§ **Collected data**:
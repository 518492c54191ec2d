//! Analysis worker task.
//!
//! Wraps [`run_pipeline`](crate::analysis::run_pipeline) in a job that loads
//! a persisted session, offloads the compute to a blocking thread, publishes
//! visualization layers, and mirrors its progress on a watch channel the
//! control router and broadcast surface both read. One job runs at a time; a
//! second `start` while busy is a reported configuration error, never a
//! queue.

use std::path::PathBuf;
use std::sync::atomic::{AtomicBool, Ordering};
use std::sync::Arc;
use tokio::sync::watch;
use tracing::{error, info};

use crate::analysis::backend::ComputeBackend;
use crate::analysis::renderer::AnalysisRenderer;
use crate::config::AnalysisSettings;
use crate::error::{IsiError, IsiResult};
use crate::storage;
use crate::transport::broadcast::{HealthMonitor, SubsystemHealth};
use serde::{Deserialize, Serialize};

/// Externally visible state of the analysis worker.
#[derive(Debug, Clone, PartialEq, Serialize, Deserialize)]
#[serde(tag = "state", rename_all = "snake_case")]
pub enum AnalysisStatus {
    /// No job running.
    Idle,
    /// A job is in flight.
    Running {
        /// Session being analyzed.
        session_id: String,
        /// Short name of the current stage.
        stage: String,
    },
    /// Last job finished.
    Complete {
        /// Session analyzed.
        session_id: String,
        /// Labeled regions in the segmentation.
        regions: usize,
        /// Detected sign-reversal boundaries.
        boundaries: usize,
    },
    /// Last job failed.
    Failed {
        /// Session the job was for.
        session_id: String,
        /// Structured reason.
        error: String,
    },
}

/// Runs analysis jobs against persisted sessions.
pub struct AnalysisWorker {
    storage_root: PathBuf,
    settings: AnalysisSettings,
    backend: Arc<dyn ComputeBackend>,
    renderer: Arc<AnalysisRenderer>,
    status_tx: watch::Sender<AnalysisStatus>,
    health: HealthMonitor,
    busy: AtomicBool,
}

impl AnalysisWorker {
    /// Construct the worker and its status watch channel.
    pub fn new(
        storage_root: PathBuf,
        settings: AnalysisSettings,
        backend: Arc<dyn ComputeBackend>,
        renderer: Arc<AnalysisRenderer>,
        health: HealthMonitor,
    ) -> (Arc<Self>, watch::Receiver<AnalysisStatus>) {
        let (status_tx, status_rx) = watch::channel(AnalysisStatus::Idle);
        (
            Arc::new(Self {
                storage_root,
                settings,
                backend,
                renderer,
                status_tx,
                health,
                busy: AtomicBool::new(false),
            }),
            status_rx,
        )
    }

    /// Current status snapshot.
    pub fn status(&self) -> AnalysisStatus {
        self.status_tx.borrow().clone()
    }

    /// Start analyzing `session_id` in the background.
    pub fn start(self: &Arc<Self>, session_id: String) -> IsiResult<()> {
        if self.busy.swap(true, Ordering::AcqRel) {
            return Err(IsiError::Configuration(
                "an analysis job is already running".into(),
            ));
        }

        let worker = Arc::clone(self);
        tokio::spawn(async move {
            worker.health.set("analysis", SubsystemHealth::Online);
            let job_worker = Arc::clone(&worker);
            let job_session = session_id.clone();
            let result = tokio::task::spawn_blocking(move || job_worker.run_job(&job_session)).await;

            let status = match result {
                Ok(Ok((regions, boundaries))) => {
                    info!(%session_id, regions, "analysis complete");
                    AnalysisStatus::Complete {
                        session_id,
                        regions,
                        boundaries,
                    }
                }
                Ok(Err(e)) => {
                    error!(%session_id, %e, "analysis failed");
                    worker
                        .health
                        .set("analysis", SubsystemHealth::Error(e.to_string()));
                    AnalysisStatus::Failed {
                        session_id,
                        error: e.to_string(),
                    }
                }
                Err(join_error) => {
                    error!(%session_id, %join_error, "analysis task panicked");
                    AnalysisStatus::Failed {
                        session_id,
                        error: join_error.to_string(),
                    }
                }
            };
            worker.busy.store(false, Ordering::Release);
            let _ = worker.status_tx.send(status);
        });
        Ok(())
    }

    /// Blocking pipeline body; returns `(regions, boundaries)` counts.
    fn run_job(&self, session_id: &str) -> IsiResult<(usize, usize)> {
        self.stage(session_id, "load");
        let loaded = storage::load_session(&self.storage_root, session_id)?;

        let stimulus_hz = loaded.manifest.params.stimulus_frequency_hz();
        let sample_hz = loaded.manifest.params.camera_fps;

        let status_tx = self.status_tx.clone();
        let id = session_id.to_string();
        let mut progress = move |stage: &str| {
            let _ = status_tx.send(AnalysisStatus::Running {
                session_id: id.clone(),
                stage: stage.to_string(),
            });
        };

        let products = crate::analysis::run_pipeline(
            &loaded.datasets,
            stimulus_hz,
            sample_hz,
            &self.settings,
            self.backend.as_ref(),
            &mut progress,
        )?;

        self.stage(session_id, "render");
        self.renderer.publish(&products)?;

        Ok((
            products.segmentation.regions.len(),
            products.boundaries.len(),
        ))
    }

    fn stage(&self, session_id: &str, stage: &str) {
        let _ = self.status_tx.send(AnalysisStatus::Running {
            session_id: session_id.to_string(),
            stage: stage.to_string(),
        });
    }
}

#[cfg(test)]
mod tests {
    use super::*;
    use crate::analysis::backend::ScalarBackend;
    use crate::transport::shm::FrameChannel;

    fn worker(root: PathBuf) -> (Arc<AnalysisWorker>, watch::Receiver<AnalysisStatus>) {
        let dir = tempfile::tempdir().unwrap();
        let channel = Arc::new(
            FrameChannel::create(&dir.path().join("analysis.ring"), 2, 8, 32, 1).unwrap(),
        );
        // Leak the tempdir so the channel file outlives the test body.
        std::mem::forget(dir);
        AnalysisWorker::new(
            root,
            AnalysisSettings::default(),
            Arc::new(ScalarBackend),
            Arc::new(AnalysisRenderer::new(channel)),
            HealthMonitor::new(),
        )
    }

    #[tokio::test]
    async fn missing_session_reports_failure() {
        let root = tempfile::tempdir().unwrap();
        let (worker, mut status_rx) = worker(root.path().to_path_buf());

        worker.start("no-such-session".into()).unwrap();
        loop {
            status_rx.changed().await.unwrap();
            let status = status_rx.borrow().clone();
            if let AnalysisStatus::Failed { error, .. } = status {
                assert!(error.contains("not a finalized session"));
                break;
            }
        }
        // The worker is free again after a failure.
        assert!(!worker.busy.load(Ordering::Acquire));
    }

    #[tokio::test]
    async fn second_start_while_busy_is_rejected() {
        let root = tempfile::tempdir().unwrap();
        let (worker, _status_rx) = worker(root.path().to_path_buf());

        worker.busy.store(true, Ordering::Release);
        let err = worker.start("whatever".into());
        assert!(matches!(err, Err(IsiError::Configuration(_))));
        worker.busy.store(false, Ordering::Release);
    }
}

§ **AIM OF THE EXERCISE**: When you reach the end of the data, write every line out again verbatim.

§ **WORKED SOLUTION**:
repository 518492c54191ec2d
//! Analysis worker task.
//!
//! Wraps [`run_pipeline`](crate::analysis::run_pipeline) in a job that loads
//! a persisted session, offloads the compute to a blocking thread, publishes
//! visualization layers, and mirrors its progress on a watch channel the
//! control router and broadcast surface both read. One job runs at a time; a
//! second `start` while busy is a reported configuration error, never a
//! queue.

use std::path::PathBuf;
use std::sync::atomic::{AtomicBool, Ordering};
use std::sync::Arc;
use tokio::sync::watch;
use tracing::{error, info};

use crate::analysis::backend::ComputeBackend;
use crate::analysis::renderer::AnalysisRenderer;
use crate::config::AnalysisSettings;
use crate::error::{IsiError, IsiResult};
use crate::storage;
use crate::transport::broadcast::{HealthMonitor, SubsystemHealth};
use serde::{Deserialize, Serialize};

/// Externally visible state of the analysis worker.
#[derive(Debug, Clone, PartialEq, Serialize, Deserialize)]
#[serde(tag = "state", rename_all = "snake_case")]
pub enum AnalysisStatus {
    /// No job running.
    Idle,
    /// A job is in flight.
    Running {
        /// Session being analyzed.
        session_id: String,
        /// Short name of the current stage.
        stage: String,
    },
    /// Last job finished.
    Complete {
        /// Session analyzed.
        session_id: String,
        /// Labeled regions in the segmentation.
        regions: usize,
        /// Detected sign-reversal boundaries.
        boundaries: usize,
    },
    /// Last job failed.
    Failed {
        /// Session the job was for.
        session_id: String,
        /// Structured reason.
        error: String,
    },
}

/// Runs analysis jobs against persisted sessions.
pub struct AnalysisWorker {
    storage_root: PathBuf,
    settings: AnalysisSettings,
    backend: Arc<dyn ComputeBackend>,
    renderer: Arc<AnalysisRenderer>,
    status_tx: watch::Sender<AnalysisStatus>,
    health: HealthMonitor,
    busy: AtomicBool,
}

impl AnalysisWorker {
    /// Construct the worker and its status watch channel.
    pub fn new(
        storage_root: PathBuf,
        settings: AnalysisSettings,
        backend: Arc<dyn ComputeBackend>,
        renderer: Arc<AnalysisRenderer>,
        health: HealthMonitor,
    ) -> (Arc<Self>, watch::Receiver<AnalysisStatus>) {
        let (status_tx, status_rx) = watch::channel(AnalysisStatus::Idle);
        (
            Arc::new(Self {
                storage_root,
                settings,
                backend,
                renderer,
                status_tx,
                health,
                busy: AtomicBool::new(false),
            }),
            status_rx,
        )
    }

    /// Current status snapshot.
    pub fn status(&self) -> AnalysisStatus {
        self.status_tx.borrow().clone()
    }

    /// Start analyzing `session_id` in the background.
    pub fn start(self: &Arc<Self>, session_id: String) -> IsiResult<()> {
        if self.busy.swap(true, Ordering::AcqRel) {
            return Err(IsiError::Configuration(
                "an analysis job is already running".into(),
            ));
        }

        let worker = Arc::clone(self);
        tokio::spawn(async move {
            worker.health.set("analysis", SubsystemHealth::Online);
            let job_worker = Arc::clone(&worker);
            let job_session = session_id.clone();
            let result = tokio::task::spawn_blocking(move || job_worker.run_job(&job_session)).await;

            let status = match result {
                Ok(Ok((regions, boundaries))) => {
                    info!(%session_id, regions, "analysis complete");
                    AnalysisStatus::Complete {
                        session_id,
                        regions,
                        boundaries,
                    }
                }
                Ok(Err(e)) => {
                    error!(%session_id, %e, "analysis failed");
                    worker
                        .health
                        .set("analysis", SubsystemHealth::Error(e.to_string()));
                    AnalysisStatus::Failed {
                        session_id,
                        error: e.to_string(),
                    }
                }
                Err(join_error) => {
                    error!(%session_id, %join_error, "analysis task panicked");
                    AnalysisStatus::Failed {
                        session_id,
                        error: join_error.to_string(),
                    }
                }
            };
            worker.busy.store(false, Ordering::Release);
            let _ = worker.status_tx.send(status);
        });
        Ok(())
    }

    /// Blocking pipeline body; returns `(regions, boundaries)` counts.
    fn run_job(&self, session_id: &str) -> IsiResult<(usize, usize)> {
        self.stage(session_id, "load");
        let loaded = storage::load_session(&self.storage_root, session_id)?;

        let stimulus_hz = loaded.manifest.params.stimulus_frequency_hz();
        let sample_hz = loaded.manifest.params.camera_fps;

        let status_tx = self.status_tx.clone();
        let id = session_id.to_string();
        let mut progress = move |stage: &str| {
            let _ = status_tx.send(AnalysisStatus::Running {
                session_id: id.clone(),
                stage: stage.to_string(),
            });
        };

        let products = crate::analysis::run_pipeline(
            &loaded.datasets,
            stimulus_hz,
            sample_hz,
            &self.settings,
            self.backend.as_ref(),
            &mut progress,
        )?;

        self.stage(session_id, "render");
        self.renderer.publish(&products)?;

        Ok((
            products.segmentation.regions.len(),
            products.boundaries.len(),
        ))
    }

    fn stage(&self, session_id: &str, stage: &str) {
        let _ = self.status_tx.send(AnalysisStatus::Running {
            session_id: session_id.to_string(),
            stage: stage.to_string(),
        });
    }
}

#[cfg(test)]
mod tests {
    use super::*;
    use crate::analysis::backend::ScalarBackend;
    use crate::transport::shm::FrameChannel;

    fn worker(root: PathBuf) -> (Arc<AnalysisWorker>, watch::Receiver<AnalysisStatus>) {
        let dir = tempfile::tempdir().unwrap();
        let channel = Arc::new(
            FrameChannel::create(&dir.path().join("analysis.ring"), 2, 8, 32, 1).unwrap(),
        );
        // Leak the tempdir so the channel file outlives the test body.
        std::mem::forget(dir);
        AnalysisWorker::new(
            root,
            AnalysisSettings::default(),
            Arc::new(ScalarBackend),
            Arc::new(AnalysisRenderer::new(channel)),
            HealthMonitor::new(),
        )
    }

    #[tokio::test]
    async fn missing_session_reports_failure() {
        let root = tempfile::tempdir().unwrap();
        let (worker, mut status_rx) = worker(root.path().to_path_buf());

        worker.start("no-such-session".into()).unwrap();
        loop {
            status_rx.changed().await.unwrap();
            let status = status_rx.borrow().clone();
            if let AnalysisStatus::Failed { error, .. } = status {
                assert!(error.contains("not a finalized session"));
                break;
            }
        }
        // The worker is free again after a failure.
        assert!(!worker.busy.load(Ordering::Acquire));
    }

    #[tokio::test]
    async fn second_start_while_busy_is_rejected() {
        let root = tempfile::tempdir().unwrap();
        let (worker, _status_rx) = worker(root.path().to_path_buf());

        worker.busy.store(true, Ordering::Release);
        let err = worker.start("whatever".into());
        assert!(matches!(err, Err(IsiError::Configuration(_))));
        worker.busy.store(false, Ordering::Release);
    }
}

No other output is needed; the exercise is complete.